WHAT YOU HAVE TO DO: Check every line of the records below for the string "other" and copy the ones that have it.

Recorded data:

───

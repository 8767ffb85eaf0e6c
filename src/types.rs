use chrono::NaiveDate;
use ndarray::{Array2, Zip};
use serde::{Deserialize, Serialize};

/// Real-valued LST data (Kelvin-scaled DN before conversion, °C after)
pub type LstReal = f64;

/// 2D LST value array (rows x cols)
pub type LstImage = Array2<LstReal>;

/// Per-cell validity flags (true = value defined)
pub type ValidityMask = Array2<bool>;

/// Geospatial transformation parameters (north-up, no rotation)
#[derive(Debug, Clone, Copy, PartialEq, Serialize, Deserialize)]
pub struct GeoTransform {
    pub top_left_x: f64,
    pub pixel_width: f64,
    pub top_left_y: f64,
    pub pixel_height: f64,
}

/// Shared raster frame. Every raster of a run lives on one Grid.
#[derive(Debug, Clone, PartialEq, Serialize, Deserialize)]
pub struct Grid {
    pub rows: usize,
    pub cols: usize,
    pub geo_transform: GeoTransform,
    /// Opaque coordinate reference label, compared but never interpreted
    pub crs: String,
}

impl Grid {
    pub fn new(
        rows: usize,
        cols: usize,
        geo_transform: GeoTransform,
        crs: impl Into<String>,
    ) -> Self {
        Self {
            rows,
            cols,
            geo_transform,
            crs: crs.into(),
        }
    }

    /// Unit-cell grid in pixel coordinates, origin at the top-left corner
    pub fn pixel_grid(rows: usize, cols: usize) -> Self {
        Self::new(
            rows,
            cols,
            GeoTransform {
                top_left_x: 0.0,
                pixel_width: 1.0,
                top_left_y: 0.0,
                pixel_height: 1.0,
            },
            "pixel",
        )
    }

    pub fn shape(&self) -> (usize, usize) {
        (self.rows, self.cols)
    }

    pub fn cell_count(&self) -> usize {
        self.rows * self.cols
    }

    /// Centre of a cell in grid coordinates
    pub fn cell_center(&self, row: usize, col: usize) -> (f64, f64) {
        let gt = &self.geo_transform;
        (
            gt.top_left_x + (col as f64 + 0.5) * gt.pixel_width,
            gt.top_left_y + (row as f64 + 0.5) * gt.pixel_height,
        )
    }

    /// Cell containing a grid coordinate, if it falls on the grid
    pub fn cell_at(&self, x: f64, y: f64) -> Option<(usize, usize)> {
        let gt = &self.geo_transform;
        let col = ((x - gt.top_left_x) / gt.pixel_width).floor();
        let row = ((y - gt.top_left_y) / gt.pixel_height).floor();

        if !col.is_finite() || !row.is_finite() || col < 0.0 || row < 0.0 {
            return None;
        }
        let (row, col) = (row as usize, col as usize);
        if row < self.rows && col < self.cols {
            Some((row, col))
        } else {
            None
        }
    }

    /// Fails unless `other` describes exactly the same frame
    pub fn ensure_compatible(&self, other: &Grid) -> LstResult<()> {
        if self == other {
            Ok(())
        } else {
            Err(LstError::GridMismatch {
                expected: self.to_string(),
                found: other.to_string(),
            })
        }
    }

    pub fn ensure_shape(&self, shape: (usize, usize)) -> LstResult<()> {
        if self.shape() == shape {
            Ok(())
        } else {
            Err(LstError::ShapeMismatch {
                expected: self.shape(),
                found: shape,
            })
        }
    }
}

impl std::fmt::Display for Grid {
    fn fmt(&self, f: &mut std::fmt::Formatter<'_>) -> std::fmt::Result {
        let gt = &self.geo_transform;
        write!(
            f,
            "{}x{} @ ({}, {}) cell {}x{} [{}]",
            self.rows,
            self.cols,
            gt.top_left_x,
            gt.top_left_y,
            gt.pixel_width,
            gt.pixel_height,
            self.crs
        )
    }
}

/// Values plus validity mask. Masked cells always hold NaN; valid cells are finite.
#[derive(Debug, Clone)]
pub struct Raster {
    values: LstImage,
    mask: ValidityMask,
}

impl Raster {
    pub fn new(mut values: LstImage, mut mask: ValidityMask) -> LstResult<Self> {
        if values.dim() != mask.dim() {
            return Err(LstError::ShapeMismatch {
                expected: values.dim(),
                found: mask.dim(),
            });
        }
        Zip::from(&mut values).and(&mut mask).for_each(|v, valid| {
            // a non-finite value is never valid
            *valid = *valid && v.is_finite();
            if !*valid {
                *v = LstReal::NAN;
            }
        });
        Ok(Self { values, mask })
    }

    /// Raster whose mask is derived from finiteness of the values
    pub fn from_values(values: LstImage) -> Self {
        let mask = values.mapv(|v| v.is_finite());
        let values = values.mapv(|v| if v.is_finite() { v } else { LstReal::NAN });
        Self { values, mask }
    }

    /// Fully masked raster
    pub fn masked(shape: (usize, usize)) -> Self {
        Self {
            values: Array2::from_elem(shape, LstReal::NAN),
            mask: Array2::from_elem(shape, false),
        }
    }

    /// Fully valid constant raster
    pub fn filled(shape: (usize, usize), value: LstReal) -> Self {
        Self {
            values: Array2::from_elem(shape, value),
            mask: Array2::from_elem(shape, true),
        }
    }

    pub fn shape(&self) -> (usize, usize) {
        self.values.dim()
    }

    pub fn values(&self) -> &LstImage {
        &self.values
    }

    pub fn mask(&self) -> &ValidityMask {
        &self.mask
    }

    pub fn is_valid(&self, row: usize, col: usize) -> bool {
        self.mask.get((row, col)).copied().unwrap_or(false)
    }

    /// Value at a cell, `None` if masked or out of bounds
    pub fn get(&self, row: usize, col: usize) -> Option<LstReal> {
        if self.is_valid(row, col) {
            Some(self.values[[row, col]])
        } else {
            None
        }
    }

    pub fn valid_count(&self) -> usize {
        self.mask.iter().filter(|&&v| v).count()
    }

    pub fn ensure_same_shape(&self, other: &Raster) -> LstResult<()> {
        if self.shape() == other.shape() {
            Ok(())
        } else {
            Err(LstError::ShapeMismatch {
                expected: self.shape(),
                found: other.shape(),
            })
        }
    }

    /// Narrows the mask: a cell stays valid only if `mask` is also true there
    pub fn update_mask(&self, mask: &ValidityMask) -> LstResult<Raster> {
        if self.shape() != mask.dim() {
            return Err(LstError::ShapeMismatch {
                expected: self.shape(),
                found: mask.dim(),
            });
        }
        let combined = Zip::from(&self.mask).and(mask).map_collect(|&a, &b| a && b);
        Raster::new(self.values.clone(), combined)
    }

    /// Applies `f` to valid cells only. A non-finite result masks the cell.
    pub fn map_valid<F>(&self, f: F) -> Raster
    where
        F: Fn(LstReal) -> LstReal,
    {
        let values = Zip::from(&self.values)
            .and(&self.mask)
            .map_collect(|&v, &valid| if valid { f(v) } else { LstReal::NAN });
        let mask = values.mapv(|v| v.is_finite());
        Raster { values, mask }
    }

    /// Cellwise binary operation, valid where both inputs are valid
    pub fn zip_valid<F>(&self, other: &Raster, f: F) -> LstResult<Raster>
    where
        F: Fn(LstReal, LstReal) -> LstReal,
    {
        self.ensure_same_shape(other)?;
        let mask = Zip::from(&self.mask).and(&other.mask).map_collect(|&a, &b| a && b);
        let values = Zip::from(&self.values)
            .and(&other.values)
            .and(&mask)
            .map_collect(|&a, &b, &valid| if valid { f(a, b) } else { LstReal::NAN });
        Raster::new(values, mask)
    }

    /// Keeps own values where valid, takes `fallback` where not
    pub fn unmask_with(&self, fallback: &Raster) -> LstResult<Raster> {
        self.ensure_same_shape(fallback)?;
        let mut values = self.values.clone();
        let mut mask = self.mask.clone();
        Zip::from(&mut values)
            .and(&mut mask)
            .and(&fallback.values)
            .and(&fallback.mask)
            .for_each(|v, valid, &fv, &fvalid| {
                if !*valid && fvalid {
                    *v = fv;
                    *valid = true;
                }
            });
        Ok(Raster { values, mask })
    }
}

/// LST band of the daily MODIS products
#[derive(Debug, Clone, Copy, PartialEq, Eq, PartialOrd, Ord, Hash, Serialize, Deserialize)]
pub enum Band {
    Day,
    Night,
}

impl Band {
    pub const ALL: [Band; 2] = [Band::Day, Band::Night];

    /// Name of the value band in the source product
    pub fn source_name(&self) -> &'static str {
        match self {
            Band::Day => "LST_Day_1km",
            Band::Night => "LST_Night_1km",
        }
    }

    /// Name of the quality band paired with the value band
    pub fn quality_name(&self) -> &'static str {
        match self {
            Band::Day => "QC_Day",
            Band::Night => "QC_Night",
        }
    }

    /// Product name of the reconstructed output
    pub fn final_product_name(&self) -> String {
        format!("final_LST_{}_C", self)
    }
}

impl std::fmt::Display for Band {
    fn fmt(&self, f: &mut std::fmt::Formatter<'_>) -> std::fmt::Result {
        match self {
            Band::Day => write!(f, "Day"),
            Band::Night => write!(f, "Night"),
        }
    }
}

/// Satellite platform carrying the MODIS instrument
#[derive(Debug, Clone, Copy, PartialEq, Eq, Hash, Serialize, Deserialize)]
pub enum Sensor {
    Terra, // MOD11A1
    Aqua,  // MYD11A1
}

impl Sensor {
    pub fn product_id(&self) -> &'static str {
        match self {
            Sensor::Terra => "MOD11A1",
            Sensor::Aqua => "MYD11A1",
        }
    }
}

impl std::fmt::Display for Sensor {
    fn fmt(&self, f: &mut std::fmt::Formatter<'_>) -> std::fmt::Result {
        match self {
            Sensor::Terra => write!(f, "Terra"),
            Sensor::Aqua => write!(f, "Aqua"),
        }
    }
}

/// A raster tagged with its acquisition day, band and sensor
#[derive(Debug, Clone)]
pub struct Observation {
    pub date: NaiveDate,
    pub band: Band,
    pub sensor: Sensor,
    pub raster: Raster,
}

impl Observation {
    pub fn new(date: NaiveDate, band: Band, sensor: Sensor, raster: Raster) -> Self {
        Self {
            date,
            band,
            sensor,
            raster,
        }
    }

    /// Same tags, different raster
    pub fn with_raster(&self, raster: Raster) -> Self {
        Self {
            date: self.date,
            band: self.band,
            sensor: self.sensor,
            raster,
        }
    }
}

/// Date-ordered observations of one band on one grid.
///
/// Entries sharing a date are all kept, in insertion order.
#[derive(Debug, Clone)]
pub struct TimeSeries {
    band: Band,
    grid: Grid,
    entries: Vec<Observation>,
}

impl TimeSeries {
    pub fn new(band: Band, grid: Grid, mut entries: Vec<Observation>) -> LstResult<Self> {
        for entry in &entries {
            if entry.band != band {
                return Err(LstError::BandMismatch {
                    expected: band,
                    found: entry.band,
                });
            }
            grid.ensure_shape(entry.raster.shape())?;
        }
        // stable: same-day entries keep their relative order
        entries.sort_by_key(|o| o.date);
        Ok(Self { band, grid, entries })
    }

    pub fn empty(band: Band, grid: Grid) -> Self {
        Self {
            band,
            grid,
            entries: Vec::new(),
        }
    }

    pub fn band(&self) -> Band {
        self.band
    }

    pub fn grid(&self) -> &Grid {
        &self.grid
    }

    pub fn entries(&self) -> &[Observation] {
        &self.entries
    }

    pub fn len(&self) -> usize {
        self.entries.len()
    }

    pub fn is_empty(&self) -> bool {
        self.entries.is_empty()
    }

    pub fn iter(&self) -> std::slice::Iter<'_, Observation> {
        self.entries.iter()
    }

    /// Entries with `from <= date < to`
    pub fn range(&self, from: NaiveDate, to: NaiveDate) -> &[Observation] {
        let lo = self.entries.partition_point(|o| o.date < from);
        let hi = self.entries.partition_point(|o| o.date < to).max(lo);
        &self.entries[lo..hi]
    }

    /// Entries acquired exactly on `date`
    pub fn on(&self, date: NaiveDate) -> &[Observation] {
        match date.succ_opt() {
            Some(next) => self.range(date, next),
            None => {
                let lo = self.entries.partition_point(|o| o.date < date);
                &self.entries[lo..]
            }
        }
    }

    /// Builds a new series by transforming every raster, preserving tags and order
    pub fn map_rasters<F>(&self, f: F) -> LstResult<TimeSeries>
    where
        F: Fn(&Raster) -> LstResult<Raster> + Sync + Send,
    {
        #[cfg(feature = "parallel")]
        let entries = {
            use rayon::prelude::*;
            self.entries
                .par_iter()
                .map(|o| f(&o.raster).map(|r| o.with_raster(r)))
                .collect::<LstResult<Vec<_>>>()?
        };
        #[cfg(not(feature = "parallel"))]
        let entries = self
            .entries
            .iter()
            .map(|o| f(&o.raster).map(|r| o.with_raster(r)))
            .collect::<LstResult<Vec<_>>>()?;

        for entry in &entries {
            self.grid.ensure_shape(entry.raster.shape())?;
        }
        Ok(Self {
            band: self.band,
            grid: self.grid.clone(),
            entries,
        })
    }
}

/// Where a reconstructed cell's value came from
#[derive(Debug, Clone, Copy, PartialEq, Eq, Hash, Serialize, Deserialize)]
pub enum Provenance {
    /// Direct observation on the target day
    Observed,
    /// Estimated from the temporal window
    Filled,
    /// No value (no support, no mean, or outside the region)
    Missing,
}

/// Final gap-filled LST raster for one calendar day
#[derive(Debug, Clone)]
pub struct ReconstructedRaster {
    pub date: NaiveDate,
    pub band: Band,
    /// Output product name, e.g. `final_LST_Day_C`
    pub product: String,
    pub raster: Raster,
    pub provenance: Array2<Provenance>,
}

impl ReconstructedRaster {
    pub fn count(&self, kind: Provenance) -> usize {
        self.provenance.iter().filter(|&&p| p == kind).count()
    }
}

/// Error types for LST reconstruction
#[derive(Debug, thiserror::Error)]
pub enum LstError {
    #[error("I/O error: {0}")]
    Io(#[from] std::io::Error),

    #[error("Configuration error: {0}")]
    Config(String),

    #[error("JSON parsing error: {0}")]
    Json(#[from] serde_json::Error),

    #[error("Grid mismatch: expected {expected}, found {found}")]
    GridMismatch { expected: String, found: String },

    #[error("Shape mismatch: expected {expected:?}, found {found:?}")]
    ShapeMismatch {
        expected: (usize, usize),
        found: (usize, usize),
    },

    #[error("Band mismatch: expected {expected}, found {found}")]
    BandMismatch { expected: Band, found: Band },

    #[error("Archive error on {date}: {reason}")]
    Archive { date: NaiveDate, reason: String },

    #[error("Processing error: {0}")]
    Processing(String),
}

/// Result type for LST operations
pub type LstResult<T> = Result<T, LstError>;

───

WRITTEN REPLY:
    /// Fails unless `other` describes exactly the same frame
    pub fn ensure_compatible(&self, other: &Grid) -> LstResult<()> {
        if self == other {
                found: other.to_string(),
    pub fn ensure_same_shape(&self, other: &Raster) -> LstResult<()> {
        if self.shape() == other.shape() {
                found: other.shape(),
    pub fn zip_valid<F>(&self, other: &Raster, f: F) -> LstResult<Raster>
        self.ensure_same_shape(other)?;
        let mask = Zip::from(&self.mask).and(&other.mask).map_collect(|&a, &b| a && b);
            .and(&other.values)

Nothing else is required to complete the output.